Pimentel, based in the Los Angeles area, said he probably will wait until Wednesday morning to do a mass posting on FSU's website of all the candidates who applied on Tuesday.

The presidential search advisory committee is scheduled to meet Friday to whittle the list of applicants to about six, all of whom will be interviewed on campus next week. The search committee hopes to recommend at least three finalists to the board of trustees on Sept. 22. The trustees have scheduled a Sept. 23 meeting, with the goal to hire a new president.

"I think this schedule is doable," Allan Bense, chair of FSU's board, said. "We walk a tightrope. Only the really good applicants wait until the last minute and they want it to go quickly. At the same time, we want to be deliberate and thorough."

FSU did not begin the year expecting to be on the market for a new CEO. Eric Barron, on the job four years, was widely respected and admired by virtually all FSU stakeholders and leaders of the Tallahassee community.

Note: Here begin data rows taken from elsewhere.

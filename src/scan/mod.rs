pub mod merge;
pub mod types;
pub mod walk;

pub use types::{ContributionRecord, WalkState};

use tracing::{debug, instrument};

use crate::github::query::{repository_query, ScanState};
use crate::github::types::RepositoryData;
use crate::github::{response_data, GithubError, GraphqlTransport};
use merge::{scan_authors, scan_default_branch, scan_stargazers};

/// Resolve the full contribution record for one repository.
///
/// Loops build-query → POST → merge-page until the privacy flag and all four
/// paginated fields have resolved. Each round either resolves a field or
/// advances its cursor, so the loop terminates. Any transport or shape error
/// aborts the scan without producing a partial record.
#[instrument(skip(transport))]
pub async fn scan_repository(
    transport: &dyn GraphqlTransport,
    owner: &str,
    name: &str,
    user: &str,
) -> Result<ContributionRecord, GithubError> {
    let mut state = ScanState::default();
    let mut rounds = 0u32;

    loop {
        if let Some(record) = completed_record(&state, owner, name, user) {
            debug!(rounds, "repository scan complete");
            return Ok(record);
        }

        let query = repository_query(owner, name, &state);
        let response = transport.execute(&query).await?;
        let data: RepositoryData = response_data(response)?;
        let repo = data.repository;
        rounds += 1;

        if state.is_private.is_none() {
            state.is_private =
                Some(repo.is_private.ok_or(GithubError::MissingField("isPrivate"))?);
        }
        if state.commits.is_open() {
            scan_default_branch(repo.default_branch_ref.as_ref(), user).apply(&mut state.commits);
        }
        if state.stargazers.is_open() {
            let page = repo
                .stargazers
                .ok_or(GithubError::MissingField("stargazers"))?;
            scan_stargazers(&page, user).apply(&mut state.stargazers);
        }
        if state.issues.is_open() {
            let page = repo.issues.ok_or(GithubError::MissingField("issues"))?;
            scan_authors(&page, user).apply(&mut state.issues);
        }
        if state.pull_requests.is_open() {
            let page = repo
                .pull_requests
                .ok_or(GithubError::MissingField("pullRequests"))?;
            scan_authors(&page, user).apply(&mut state.pull_requests);
        }
    }
}

/// A finished record, or `None` while any field is still open.
fn completed_record(
    state: &ScanState,
    owner: &str,
    name: &str,
    user: &str,
) -> Option<ContributionRecord> {
    Some(ContributionRecord {
        full_name: format!("{owner}/{name}"),
        is_private: state.is_private?,
        user: user.to_string(),
        has_commits: state.commits.resolved?,
        is_starred: state.stargazers.resolved?,
        is_issue_author: state.issues.resolved?,
        is_pr_author: state.pull_requests.resolved?,
    })
}

/// JSON fixture builders shared by the scanner and walker tests.
#[cfg(test)]
pub(crate) mod fixtures {
    use serde_json::{json, Value};

    pub fn page_info(has_next: bool, cursor: Option<&str>) -> Value {
        json!({"hasNextPage": has_next, "endCursor": cursor})
    }

    pub fn history(committers: &[&str], has_next: bool, cursor: Option<&str>) -> Value {
        let edges: Vec<_> = committers
            .iter()
            .map(|login| json!({"node": {"committer": {"user": {"login": login}}}}))
            .collect();
        json!({"edges": edges, "pageInfo": page_info(has_next, cursor)})
    }

    pub fn branch_ref(committers: &[&str], has_next: bool, cursor: Option<&str>) -> Value {
        json!({"target": {"history": history(committers, has_next, cursor)}})
    }

    pub fn login_nodes(logins: &[&str], has_next: bool, cursor: Option<&str>) -> Value {
        let nodes: Vec<_> = logins.iter().map(|l| json!({"login": l})).collect();
        json!({"nodes": nodes, "pageInfo": page_info(has_next, cursor)})
    }

    pub fn author_nodes(logins: &[&str], has_next: bool, cursor: Option<&str>) -> Value {
        let nodes: Vec<_> = logins
            .iter()
            .map(|l| json!({"author": {"login": l}}))
            .collect();
        json!({"nodes": nodes, "pageInfo": page_info(has_next, cursor)})
    }

    /// A single-round scan response where every field is exhausted on its
    /// first page.
    pub fn one_shot_scan_response(
        is_private: bool,
        committers: &[&str],
        stargazers: &[&str],
        issue_authors: &[&str],
        pr_authors: &[&str],
    ) -> Value {
        json!({
            "data": {
                "repository": {
                    "isPrivate": is_private,
                    "defaultBranchRef": branch_ref(committers, false, None),
                    "stargazers": login_nodes(stargazers, false, None),
                    "issues": author_nodes(issue_authors, false, None),
                    "pullRequests": author_nodes(pr_authors, false, None),
                }
            }
        })
    }
}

But Barron was persuaded to be a candidate for the president's job at Penn State, where he had been on the faculty for 20 years, and he was hired by that university on Feb. 17.

Stokes, FSU's provost and executive vice president for academic affairs, has served as interim president since Barron's departure.

The search comes at a critical time for FSU. Two years ago it earned preeminent status, along with University of Florida, thanks to lawmakers' efforts to increase the national reputation of the state's top public universities. The preeminent designation has provided FSU and UF each with an additional $35 million to date, money that has been used to hire much-needed faculty and make other investments.

FSU, currently ranked No. 40 among the nation's public schools, has established a plan to move into the top 25, provided the preeminence funding continues.

FSU's search has been mired in controversy almost from the moment it began. Thrasher, an ardent FSU supporter — the university's medical school bears his name — made it clear he wanted to be FSU's next president. Numerous professors and students at FSU have opposed a Thrasher presidency from the outset, noting that the conservative Republican is not from academia and does not know how a university operates.

But FSU's 27-member search committee, made up of just four faculty members and three students, is teeming with men and women connected to Thrasher to varying degrees.

Ned Stuckey-French, an English professor at FSU, went so far as to tell the search committee it had allowed Thrasher "to hijack" the process of selecting the university's next president. Stuckey-French said he hopes Stokes does apply for the job she's held for the past five months.

"I think we're all waiting to see if Garnett will apply. I hope she does," he said. "She's a person with the kind of credentials faculty respect. Faculty here respect her already."